The auto giant Toyota has agreed to a $16.4 million fine for hiding safety flaws in pedals sold in over two million vehicles. The fine is the most allowed by law and would be the largest ever paid by an automaker. It could have totaled over $13 billion if not for the $16.4 million dollar cap. The Transportation Department says it’s considering imposing a second maximum fine over another set of defects related to the pedals.
A widow of one of the twenty-nine people killed in the West Virginia mining disaster earlier this month has filed a wrongful death suit against the mine’s owner, Massey Energy. The suit from Marlene Griffith accuses Massey of aggravated conduct in its handling of working conditions and safety violations at the mine. The Upper Big Branch explosion was the worst mining disaster in forty years. Massey Energy has been cited for thousands of safety violations in recent years, with fifty-seven citations just last month.
A group of journalists, attorneys and human rights activists are challenging revisions to US surveillance laws that they say are hampering their ability to do their work. On Friday, members of the group told a federal appeals court they’ve been forced to forgo communicating by phone or email out of fear of government surveillance. The revised 2008 surveillance law dropped a requirement that the government identify the subjects of its surveillance. Joanne Mariner of Human Rights Watch says she’s made three recent trips to meet former CIA prisoners in Jordan to avoid speaking to them by phone.

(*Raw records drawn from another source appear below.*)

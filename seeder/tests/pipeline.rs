//! End-to-end runs of the vocabulary seeding pipeline over real CSV
//! files, against an in-memory store.

use seeder::jobs::rename::rename_lessons;
use seeder::pipeline::keys::KeyPolicy;
use seeder::pipeline::{run, RunOptions};
use seeder::store::SeedStore;
use seeder::SeedError;
use std::io::Write;
use tempfile::NamedTempFile;

const HEADER: &str =
    "word,meaning_vn,type,cefr,phon_br,phon_n_am,definition,example,us,level,theme,lesson";

fn csv_file(rows: &[&str]) -> NamedTempFile {
    let mut file = NamedTempFile::new().unwrap();
    writeln!(file, "{HEADER}").unwrap();
    for row in rows {
        writeln!(file, "{row}").unwrap();
    }
    file
}

fn options(file: &NamedTempFile, policy: KeyPolicy) -> RunOptions {
    RunOptions {
        csv_path: file.path().to_path_buf(),
        key_policy: policy,
    }
}

#[test]
fn seeds_a_small_csv_end_to_end() {
    let file = csv_file(&[
        "Apple,qua tao,noun,A1,/ap.l/,/ae.pl/,a round fruit,An apple a day.,apple.mp3,Beginner,Fruit,Fruit_Beginner_Lesson1",
        "Banana,qua chuoi,noun,A1,,,a long fruit,,,Beginner,Fruit,Fruit_Beginner_Lesson1",
        "Visa,thi thuc,noun,B1,,,travel permit,,,Intermediate,Travel,Travel_Intermediate_Lesson2",
    ]);
    let mut store = SeedStore::open_in_memory().unwrap();
    let report = run(&mut store, &options(&file, KeyPolicy::Lenient)).unwrap();

    assert_eq!(report.rows_read, 3);
    assert_eq!(report.themes_seeded, 2);
    assert_eq!(report.lessons_seeded, 2);
    assert_eq!(report.vocab_written, 3);
    assert!(report.skipped.is_empty());

    assert_eq!(store.theme_count().unwrap(), 2);
    assert_eq!(store.lesson_count().unwrap(), 2);
    assert_eq!(store.vocab_count().unwrap(), 3);

    // Round trip for the first row.
    let themes = store.all_themes().unwrap();
    let fruit = themes.iter().find(|t| t.name == "Fruit").unwrap();
    let lessons = store.all_lessons().unwrap();
    let lesson1 = lessons
        .iter()
        .find(|l| l.theme_id == fruit.id && l.order == 1)
        .unwrap();
    assert_eq!(lesson1.name, "Lesson 1");
    assert_eq!(lesson1.level.as_str(), "Beginner");
}

#[test]
fn unknown_theme_reference_is_dropped_not_fatal() {
    // The Ghost row carries no theme of its own and references a
    // theme/level pair no row ever declares.
    let file = csv_file(&[
        "Apple,,,,,,fruit,,,Beginner,Fruit,Fruit_Beginner_Lesson1",
        "Ghost,,,,,,spirit,,,Advanced,,Unknown_Advanced_Lesson1",
    ]);
    let mut store = SeedStore::open_in_memory().unwrap();
    let report = run(&mut store, &options(&file, KeyPolicy::Lenient)).unwrap();

    assert_eq!(report.vocab_written, 1);
    assert_eq!(report.skipped.len(), 1);
    assert_eq!(report.skipped[0].word, "Ghost");
    assert_eq!(report.rows_read, report.vocab_written + report.skipped.len());
}

#[test]
fn rerunning_the_pipeline_is_reproducible() {
    let file = csv_file(&[
        "Apple,,,,,,fruit,,,Beginner,Fruit,Fruit_Beginner_Lesson1",
        "Banana,,,,,,fruit,,,Beginner,Fruit,Fruit_Beginner_Lesson2",
    ]);
    let mut store = SeedStore::open_in_memory().unwrap();
    let first = run(&mut store, &options(&file, KeyPolicy::Lenient)).unwrap();
    // Second run starts from Cleaning, so nothing accumulates.
    let second = run(&mut store, &options(&file, KeyPolicy::Lenient)).unwrap();

    assert_eq!(first, second);
    assert_eq!(store.vocab_count().unwrap(), 2);
    assert_eq!(store.lesson_count().unwrap(), 2);
}

#[test]
fn strict_mode_turns_malformed_keys_into_run_failures() {
    let file = csv_file(&[
        "Apple,,,,,,fruit,,,Beginner,Fruit,Fruit_Beginner_Lesson1",
        "Pear,,,,,,fruit,,,Beginner,Fruit,Fruit_Beginner_LessonX",
    ]);

    let mut lenient_store = SeedStore::open_in_memory().unwrap();
    let report = run(&mut lenient_store, &options(&file, KeyPolicy::Lenient)).unwrap();
    assert_eq!(report.vocab_written, 1);
    assert_eq!(report.skipped.len(), 1);

    let mut strict_store = SeedStore::open_in_memory().unwrap();
    let err = run(&mut strict_store, &options(&file, KeyPolicy::Strict)).unwrap_err();
    assert!(matches!(err, SeedError::MalformedKey { .. }));
}

#[test]
fn missing_csv_fails_the_run() {
    let mut store = SeedStore::open_in_memory().unwrap();
    let opts = RunOptions {
        csv_path: "does/not/exist.csv".into(),
        key_policy: KeyPolicy::Lenient,
    };
    let err = run(&mut store, &opts).unwrap_err();
    assert!(matches!(err, SeedError::FileNotFound(_)));
}

#[test]
fn rename_job_after_seeding_uses_first_vocab_words() {
    let file = csv_file(&[
        "Apple,,,,,,fruit,,,Beginner,Fruit,Fruit_Beginner_Lesson1",
        "Banana,,,,,,fruit,,,Beginner,Fruit,Fruit_Beginner_Lesson1",
    ]);
    let mut store = SeedStore::open_in_memory().unwrap();
    run(&mut store, &options(&file, KeyPolicy::Lenient)).unwrap();

    let renamed = rename_lessons(&mut store).unwrap();
    assert_eq!(renamed, 1);
    let lessons = store.all_lessons().unwrap();
    assert_eq!(lessons[0].name, "Fruit - Lesson 1: Apple");
}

In other domestic spy news, the Washington Post is reporting the National Security Agency has stopped collecting certain forms of data after objections from the federal court overseeing domestic surveillance. The Foreign Intelligence Surveillance Court had raised concerns over the how the NSA collects records, but not the content, of different forms of communication.
And federal prosecutors have filed weapons charges against five former top officials at the private military firm Blackwater. The five were charged Friday for their alleged roles in illegally stockpiling automatic weapons at Blackwater’s North Carolina headquarters. The defendants include former Blackwater president Gary Jackson and former Blackwater counsel Andrew Howell.